Tissue engineering still faces many challenges, including the isolation and expansion of appropriate cell types, the arrangement of assorted cells into correct spatial organization and the creation of the optimal microenvironments for growth and differentiation.
Until now, successes have been restricted to relatively thin or avascular structures (for example, skin and cartilage), where post-implantation neo-vascularisation from the host is sufficient to meet the implant’s demand for oxygen and nutrients.
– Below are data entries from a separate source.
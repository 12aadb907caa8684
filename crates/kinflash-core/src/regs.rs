//! Kinetis FTFL/FTFE flash memory module register definitions
//!
//! Offsets are relative to the module base (`0x4002_0000` on K-series parts).
//! The FCCOB registers are laid out in groups of four with the lowest index
//! at the highest address, so FCCOB0 is the most significant byte of the
//! 32-bit word at `FCCOB3`.

use bitflags::bitflags;

/// Base address of the flash memory module on K-series parts
pub const FTF_BASE: usize = 0x4002_0000;

// ============================================================================
// Register offsets
// ============================================================================

/// Flash Status Register (8 bits)
pub const REG_FSTAT: usize = 0x00;
/// Flash Configuration Register (8 bits)
pub const REG_FCNFG: usize = 0x01;
/// Flash Security Register (8 bits, read-only)
pub const REG_FSEC: usize = 0x02;
/// Flash Option Register (8 bits, read-only)
pub const REG_FOPT: usize = 0x03;
/// FCCOB3..FCCOB0 (first quartet)
pub const REG_FCCOB3: usize = 0x04;
/// FCCOB7..FCCOB4 (second quartet)
pub const REG_FCCOB7: usize = 0x08;
/// FCCOBB..FCCOB8 (third quartet)
pub const REG_FCCOBB: usize = 0x0C;
/// Program Flash Protection Registers FPROT3..FPROT0
pub const REG_FPROT3: usize = 0x10;
/// EEPROM Protection Register
pub const REG_FEPROT: usize = 0x16;
/// Data Flash Protection Register
pub const REG_FDPROT: usize = 0x17;

/// Offsets of the three FCCOB quartets, in load order
pub const FCCOB_QUARTETS: [usize; 3] = [REG_FCCOB3, REG_FCCOB7, REG_FCCOBB];

/// Register offset of FCCOB register `index` (0x0..=0xB)
pub const fn fccob_offset(index: usize) -> usize {
    REG_FCCOB3 + (index & !3) + (3 - (index & 3))
}

// ============================================================================
// Command opcodes (written to FCCOB0)
// ============================================================================

/// Read Resource
pub const CMD_READ_RESOURCE: u8 = 0x03;
/// Program Byte (legacy byte-granular controllers)
pub const CMD_PROGRAM_BYTE: u8 = 0x04;
/// Program Longword
pub const CMD_PROGRAM_LONGWORD: u8 = 0x06;
/// Program Phrase
pub const CMD_PROGRAM_PHRASE: u8 = 0x07;
/// Erase Flash Block
pub const CMD_ERASE_BLOCK: u8 = 0x08;
/// Erase Flash Sector
pub const CMD_ERASE_SECTOR: u8 = 0x09;
/// Program Section (data staged in FlexRAM)
pub const CMD_PROGRAM_SECTION: u8 = 0x0B;
/// Read Once
pub const CMD_READ_ONCE: u8 = 0x41;
/// Program Once
pub const CMD_PROGRAM_ONCE: u8 = 0x43;
/// Erase All Blocks
pub const CMD_ERASE_ALL_BLOCKS: u8 = 0x44;
/// Set FlexRAM Function
pub const CMD_SET_FLEXRAM: u8 = 0x81;

// ============================================================================
// Set FlexRAM function control codes
// ============================================================================

/// Make FlexRAM available for emulated EEPROM
pub const FLEXRAM_FN_EEPROM: u8 = 0x00;
/// Make FlexRAM available as plain RAM (needed for Program Section)
pub const FLEXRAM_FN_RAM: u8 = 0xFF;

/// IFR address holding the data-flash partition and EEPROM size codes
pub const IFR_READ_RESOURCE_ADDRESS: u32 = 0x0080_00FC;

/// Resource select code for the program flash IFR
pub const RESOURCE_SELECT_IFR: u8 = 0x00;

bitflags! {
    /// FSTAT bits
    #[derive(Debug, Clone, Copy, PartialEq, Eq, Hash)]
    pub struct FstatFlags: u8 {
        /// Command Complete Interrupt Flag - set when the controller is idle
        const CCIF     = 1 << 7;
        /// Read Collision Error
        const RDCOLERR = 1 << 6;
        /// Flash Access Error
        const ACCERR   = 1 << 5;
        /// Flash Protection Violation
        const FPVIOL   = 1 << 4;
        /// Memory Controller Command Completion Status
        const MGSTAT0  = 1 << 0;

        /// Bits that are cleared by writing one
        const W1C_ERRORS = Self::RDCOLERR.bits() | Self::ACCERR.bits() | Self::FPVIOL.bits();
        /// Every bit that indicates a failed command
        const ANY_ERROR = Self::W1C_ERRORS.bits() | Self::MGSTAT0.bits();
    }
}

bitflags! {
    /// FCNFG bits
    #[derive(Debug, Clone, Copy, PartialEq, Eq, Hash)]
    pub struct FcnfgFlags: u8 {
        /// Command Complete Interrupt Enable
        const CCIE    = 1 << 7;
        /// Read Collision Error Interrupt Enable
        const RDCOLLIE = 1 << 6;
        /// Erase All Request
        const ERSAREQ = 1 << 5;
        /// Erase Suspend
        const ERSSUSP = 1 << 4;
        /// Swap
        const SWAP    = 1 << 3;
        /// Flash memory configuration (program flash only)
        const PFLSH   = 1 << 2;
        /// FlexRAM available as traditional RAM
        const RAMRDY  = 1 << 1;
        /// FlexRAM available for EEPROM emulation
        const EEERDY  = 1 << 0;
    }
}

/// FSEC security field value meaning "unsecured"
pub const FSEC_SEC_UNSECURE: u8 = 0b10;
/// Mask of the SEC field in FSEC
pub const FSEC_SEC_MASK: u8 = 0b11;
Vascularisation remains a critical obstacle in engineering thicker, metabolically demanding organs, such as the heart muscle, brain and liver. The ability to vascularise tissue constructs would be a significant step forward in tissue engineering and Regenerative Medicine.
FORTH/BRI researchers (T. Fotsis and P. Kouklis) have long-termed experience in the fields of angiogenesis, endothelial cell signalling and endothelial cell interactions.These teams closely collaborate with the groups of C.Murphy and S. Christoforidis, who are experts on membrane trafficking and endosome dynamics, processes that greatly influence cell signalling.
Together, they have a unique expertise in growth factor signalling (TGFβ/Activin A/BMP4, Wnt, VEGF), membrane trafficking thereof, and cadherin-dependent cell-cell contact mechanisms. This expertise is highly relevant to self-renewal and differentiation of human stem cells to mesendoderm-derived tissues (such as heart, liver, pancreas, blood and vessels) and generation of vascularised tissue-engineered constructs. As tissue engineering is based on biopolymer scaffolds, the team of G. Floudas, which is working on the dynamics of the self-assembly of biopolymers, will be valuable.
Two additional teams have solid background in the mechanisms of cell senescence and apoptosis (E.Kolettas) and pathways determining neuronal cell death and neurogenesis (T.Michaelidis), research domains that are important in stem cell research.
One team is exceptionally strong in mathematical modelling and meta-analysis (J. Ioannidis) and will contribute its expertise in data analysis. Finally, the team of D. Fotiadis is strongly activated in the fields of Biomedical Engineering and development of Intelligent Information systems.
It has an internationally acknowledged excellence in conducting high quality scientific research and developing innovative Information Technology (IT) applications, products and services.
Rather than trying to maintain excellence in the limited fields of each team’s research domain, joining forces and complementing their skills in stem cell research is expected to provide a tremendous added value to FORTH/BRI researchers.
Indeed, the versatile and highly qualified expertise of FORTH/BRI researchers will allow tackling of stem cell research at many levels, from cell-cell contact to signalling and nuclear programming, and from self-renewal to differentiation and engineering vascularised tissue constructs.
Moreover, stem cell biology and Regenerative Medicine is a field of rapid scientific growth and increasingly growing funding. The momentum for stem cell research in most top European centres is extremely high. If FORTH/BRI is to enhance its competitive¬ness in the coming decade, extending its capacity to stem cell research is a strategic step towards this purpose.